What is our primary use case?
I have been using AWS Elastic Disaster Recovery to replicate our production servers between regions. Our initial setup was straightforward, involving installing the replication agent and configuring the staging resources. The main advantage is that it took very few minutes to get started.
We are implementing this service to mainly replicate our critical servers to another AWS region for disaster recovery. Over this period, we have used it for continuous replication and a few DR drills, and it has been reliable and fairly easy to manage. In a real-time scenario where a data center in Iran was demolished due to war, we currently have AWS Elastic Disaster Recovery in two regions: Hyderabad and Mumbai. With this setup, we are able to replicate our infrastructure accordingly.
During a region migration project, we are using continuous block-level replication, which keeps the RPO very low. Even if anything happens, the data loss is minimal. We regularly run DR drills using the Test Launch feature, which helps us validate the recovery process without affecting the production servers. Fast recovery time is particularly important for us.
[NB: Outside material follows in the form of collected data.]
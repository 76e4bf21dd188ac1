//! Tracing subscriber setup.

use tracing_subscriber::EnvFilter;

use crate::config::LoggingConfig;

/// Install the global subscriber.
///
/// `RUST_LOG` overrides the configured level; `verbose` forces debug output
/// for the engine.
pub fn init(config: &LoggingConfig, verbose: bool) {
    let default_level = if verbose {
        "info,usersync_engine=debug,usersync=debug".to_string()
    } else {
        config.level.clone()
    };
    let filter = EnvFilter::try_from_default_env().unwrap_or_else(|_| EnvFilter::new(default_level));

    let builder = tracing_subscriber::fmt()
        .with_env_filter(filter)
        .with_writer(std::io::stderr);

    // A second init (tests) is not an error.
    let _ = if config.format == "json" {
        builder.json().try_init()
    } else {
        builder.try_init()
    };
}
//! Group mapper: directory groups to dashboard groups.

use std::collections::BTreeSet;
use tracing::trace;

use crate::mapping::{DashboardGroup, MappingTable};

/// Resolves a user's directory groups through a [`MappingTable`].
#[derive(Debug, Clone, Copy)]
pub struct GroupMapper<'a> {
    table: &'a MappingTable,
}

impl<'a> GroupMapper<'a> {
    /// Create a mapper over a validated table.
    #[must_use]
    pub fn new(table: &'a MappingTable) -> Self {
        Self { table }
    }

    /// Union of the target groups of every rule matching one of `directory_groups`.
    ///
    /// Unmatched directory groups are ignored. The result is sorted, so equal
    /// inputs always serialize identically.
    #[must_use]
    pub fn resolve(&self, directory_groups: &BTreeSet<String>) -> BTreeSet<DashboardGroup> {
        let mut resolved = BTreeSet::new();
        for directory_group in directory_groups {
            match self.table.rule(directory_group) {
                Some(rule) => resolved.extend(rule.dashboard_groups.iter().cloned()),
                None => trace!(directory_group = %directory_group, "No mapping rule"),
            }
        }
        resolved
    }
}
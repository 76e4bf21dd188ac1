//! # User Sync Engine
//!
//! Reconciliation core for provisioning directory users into a dashboard.
//!
//! This crate provides:
//! - A validated mapping table from directory groups to dashboard groups,
//!   including `org::group` qualifiers for accessor organizations
//! - Sandboxed per-user transformation hooks (Rhai) with run-scoped storage
//! - Current and desired state snapshots
//! - A reconciler that emits a deterministic action plan under blast-radius
//!   limits
//!
//! ## Architecture
//!
//! ```text
//! ┌─────────────────┐     ┌──────────────┐     ┌───────────────┐
//! │   Directory     │────►│ Group Mapper │────►│ Hook Runtime  │
//! │   Connectors    │     │              │     │               │
//! └─────────────────┘     └──────────────┘     └───────┬───────┘
//!                                                      │ desired
//! ┌─────────────────┐                          ┌───────▼───────┐
//! │   Dashboard     │─────────── current ─────►│  Reconciler   │
//! │   Connector     │                          │   (limits)    │
//! └────────▲────────┘                          └───────┬───────┘
//!          │                                           │
//!          └──────────────── Action Plan ◄─────────────┘
//! ```
//!
//! Only snapshot acquisition is concurrent. Mapping, hooks and
//! reconciliation are synchronous and deterministic.
//!
//! ## Example
//!
//! ```ignore
//! use usersync_engine::{SyncConfig, SyncEngine};
//!
//! let config = SyncConfig::from_file("usersync.yml")?;
//! let engine = SyncEngine::new(config)?;
//!
//! let plan = engine.run_with(&directories, &dashboard).await?;
//! if !plan.is_aborted() {
//!     let report = engine.execute(&plan, &dashboard).await?;
//!     println!("{} succeeded, {} failed", report.succeeded, report.failed);
//! }
//! ```

pub mod config;
pub mod connector;
pub mod engine;
pub mod error;
pub mod hooks;
pub mod mapper;
pub mod mapping;
pub mod plan;
pub mod reconciler;
pub mod rhai_executor;
pub mod snapshot;
pub mod types;

pub use config::{FilterConfig, IdentityPolicyConfig, MappingRuleConfig, SyncConfig};
pub use connector::{acquire_snapshots, DashboardConnector, DirectoryConnector};
pub use engine::SyncEngine;
pub use error::{SyncError, SyncResult};
pub use hooks::{
    HookContext, HookDefinition, HookError, HookExecutor, HookMode, HookOutcome, HookResult,
    HookRun, HookRuntime, HookStorage,
};
pub use mapper::GroupMapper;
pub use mapping::{DashboardGroup, GroupKind, MappingRule, MappingTable};
pub use plan::{
    Action, ActionKind, ActionOutcome, ActionPlan, ExecutionReport, ExistingUserPolicy,
    PlanCounters, PlanStatus, PlanSummary,
};
pub use reconciler::{Limits, ReconcilePolicy, Reconciler};
pub use rhai_executor::{RhaiExecutorConfig, RhaiScriptExecutor, ScriptValidationError};
pub use snapshot::{
    BuildStats, DashboardBatch, DashboardUser, DesiredStateBuilder, DirectoryBatch, DirectoryUser,
    Snapshot, UserFilter, UserState,
};
pub use types::{AttributeValue, Attributes, IdentityType, UserKey};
During our testing process, the recovery instance launches within a few minutes based on our server size, whether it is small, large, or medium. We also used AWS Elastic Disaster Recovery during our region migration activity to replicate the servers from one region to another, which made the migration process much smoother and easier. Our AWS console provides us clear visibility into what is happening, whether it is success or failure. It gives us clear visibility of the replication status, recovery points, and lag time, making it easy for us to monitor whether everything is healthy or not.
What is most valuable?
The best features that AWS Elastic Disaster Recovery offers is continuous block-level replication with a very low RPO. It keeps replicating the changes from the source servers to the DR region almost in real-time. Even if any failure happens, we can recover the servers with minimal data loss, which is one of the best features. The other thing which I really value is the Test Launch feature; we can perform DR drills anytime without affecting the production environment. Overall, the best combination of AWS Elastic Disaster Recovery is its near real-time replication and quick recovery testing, and this makes the service very useful in real-world scenarios.
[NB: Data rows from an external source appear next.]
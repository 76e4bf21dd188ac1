//! Engine configuration.
//!
//! The structs here are the already-merged configuration surface the engine
//! consumes. YAML helpers exist for the CLI and tests; file discovery and
//! connector configuration live outside the engine.

use serde::{Deserialize, Serialize};
use std::collections::BTreeSet;
use std::path::Path;

use crate::error::{SyncError, SyncResult};
use crate::hooks::HookDefinition;
use crate::reconciler::Limits;
use crate::rhai_executor::RhaiExecutorConfig;
use crate::types::{IdentityType, UserKey};

/// One configured mapping rule, before qualifier resolution.
#[derive(Debug, Clone, PartialEq, Eq, Serialize, Deserialize)]
pub struct MappingRuleConfig {
    /// Directory group name.
    pub directory_group: String,
    /// Qualified or unqualified dashboard groups.
    #[serde(default)]
    pub dashboard_groups: Vec<String>,
}

/// Identity type policy.
#[derive(Debug, Clone, PartialEq, Eq, Serialize, Deserialize)]
pub struct IdentityPolicyConfig {
    /// Identity type for directory users that do not state one.
    #[serde(default = "default_identity_type")]
    pub default_identity_type: IdentityType,
    /// Identity types this run may create, update and remove.
    #[serde(default = "default_managed_identity_types")]
    pub managed_identity_types: BTreeSet<IdentityType>,
}

fn default_identity_type() -> IdentityType {
    IdentityType::EnterpriseId
}

fn default_managed_identity_types() -> BTreeSet<IdentityType> {
    [IdentityType::EnterpriseId, IdentityType::FederatedId]
        .into_iter()
        .collect()
}

impl Default for IdentityPolicyConfig {
    fn default() -> Self {
        Self {
            default_identity_type: default_identity_type(),
            managed_identity_types: default_managed_identity_types(),
        }
    }
}

/// Which directory users take part in the run.
#[derive(Debug, Clone, Default, PartialEq, Eq, Serialize, Deserialize)]
pub struct FilterConfig {
    /// Only users in at least one of these directory groups are selected.
    #[serde(default)]
    pub directory_group_filter: Option<Vec<String>>,
    /// Only users whose username matches this regular expression are selected.
    #[serde(default)]
    pub username_filter: Option<String>,
    /// User keys to remove regardless of directory membership.
    #[serde(default)]
    pub remove_user_keys: Vec<String>,
}

/// Complete engine configuration.
#[derive(Debug, Clone, Serialize, Deserialize)]
pub struct SyncConfig {
    /// Accessor organizations whose groups may be referenced as `org::group`.
    #[serde(default)]
    pub accessor_organizations: Vec<String>,
    /// Directory group to dashboard group rules.
    #[serde(default)]
    pub mappings: Vec<MappingRuleConfig>,
    /// Identity type policy.
    #[serde(default)]
    pub identity: IdentityPolicyConfig,
    /// Per-user transformation hooks.
    #[serde(default)]
    pub hooks: Vec<HookDefinition>,
    /// Hook sandbox limits.
    #[serde(default)]
    pub hook_sandbox: RhaiExecutorConfig,
    /// Blast-radius limits.
    #[serde(default)]
    pub limits: Limits,
    /// Country applied when directory data omits one.
    #[serde(default)]
    pub default_country_code: Option<String>,
    /// User selection.
    #[serde(default)]
    pub filters: FilterConfig,
    /// Whether group memberships are managed.
    #[serde(default = "default_true")]
    pub manage_groups: bool,
    /// Whether attributes of existing users are updated.
    #[serde(default = "default_true")]
    pub update_user_info: bool,
}

fn default_true() -> bool {
    true
}

impl Default for SyncConfig {
    fn default() -> Self {
        Self {
            accessor_organizations: Vec::new(),
            mappings: Vec::new(),
            identity: IdentityPolicyConfig::default(),
            hooks: Vec::new(),
            hook_sandbox: RhaiExecutorConfig::default(),
            limits: Limits::default(),
            default_country_code: None,
            filters: FilterConfig::default(),
            manage_groups: default_true(),
            update_user_info: default_true(),
        }
    }
}

impl SyncConfig {
    /// Load configuration from a YAML file.
    pub fn from_file<P: AsRef<Path>>(path: P) -> SyncResult<Self> {
        let content = std::fs::read_to_string(path.as_ref()).map_err(|e| {
            SyncError::configuration(format!(
                "Failed to read config file {}: {e}",
                path.as_ref().display()
            ))
        })?;
        Self::from_yaml(&content)
    }

    /// Parse and validate configuration from a YAML string.
    pub fn from_yaml(content: &str) -> SyncResult<Self> {
        let config: Self = serde_yaml::from_str(content)?;
        config.validate()?;
        Ok(config)
    }

    /// Check values that serde cannot express.
    ///
    /// Mapping qualifiers and hook scripts are validated when the engine is
    /// built, since that needs the resolved tables.
    pub fn validate(&self) -> SyncResult<()> {
        if let Some(country) = &self.default_country_code {
            let country = country.trim();
            if country.len() != 2 || !country.chars().all(|c| c.is_ascii_alphabetic()) {
                return Err(SyncError::configuration(format!(
                    "default_country_code must be a two-letter code, got '{country}'"
                )));
            }
        }

        let mut seen = BTreeSet::new();
        for org in &self.accessor_organizations {
            let org = org.trim();
            if org.is_empty() || org.contains("::") {
                return Err(SyncError::configuration(format!(
                    "Invalid accessor organization name '{org}'"
                )));
            }
            if !seen.insert(org) {
                return Err(SyncError::configuration(format!(
                    "Duplicate accessor organization '{org}'"
                )));
            }
        }

        if self.identity.managed_identity_types.is_empty() {
            return Err(SyncError::configuration(
                "managed_identity_types must name at least one identity type",
            ));
        }

        if let Some(pattern) = &self.filters.username_filter {
            regex::Regex::new(pattern).map_err(|e| {
                SyncError::configuration(format!("Invalid username_filter: {e}"))
            })?;
        }

        for key in &self.filters.remove_user_keys {
            UserKey::parse(key)?;
        }

        Ok(())
    }

    /// Accessor organization names as a set.
    #[must_use]
    pub fn accessor_set(&self) -> BTreeSet<String> {
        self.accessor_organizations
            .iter()
            .map(|o| o.trim().to_string())
            .collect()
    }

    /// The default country, upper-cased.
    #[must_use]
    pub fn default_country(&self) -> Option<String> {
        self.default_country_code
            .as_ref()
            .map(|c| c.trim().to_uppercase())
    }
}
AWS Elastic Disaster Recovery has impacted my organization positively by significantly reducing our recovery time, which is our RTO, and also the data loss risk. Because the servers are continuously replicating to the DR region with minimal downtime, in case of any major issue in the primary environment, we can launch the recovery instance within minutes. Another positive impact was during the DR drills and audits. Since AWS Elastic Disaster Recovery allows non-disruptive test launches, we were able to demonstrate our DR capabilities more confidently to the internal teams and management. Overall, it gave the organization more confidence in handling any outages and also improved the overall resilience of our infrastructure.
What needs improvement?
Some features that I personally feel can be improved are more simplified monitoring and reporting. As I previously mentioned, the console shows the replication status. If it had more detailed dashboards or built-in reports for DR readiness, it would make it easier for the teams to track everything in one place. Another improvement would be cost visibility and optimization guidance in optimizing the cost and also giving us visibility of it. Because the staging resources and replication storage are running continuously, it would be very helpful for organizations and users if AWS provided clearer cost insights, recommendations, and remediations to optimize the DR environment. It would also be useful if AWS added more automation options for application-level recovery, such as easier ways to handle IP changes, domain name system (DNS) updates, or application dependencies during failover.
Additionally, we can simplify the setup and configuration process. For someone new to the service, understanding the staging settings, launch templates, and networking configurations can take some time. Setup simplicity and more detailed monitoring and alerting features would be beneficial. If we could add that, we can easily track the replication health, lag, and potential issues. Instead of relying on other additional tools for monitoring and alerting features, we can rely on AWS Elastic Disaster Recovery itself.
For how long have I used the solution?
I have been using AWS Elastic Disaster Recovery for approximately 1.5 years.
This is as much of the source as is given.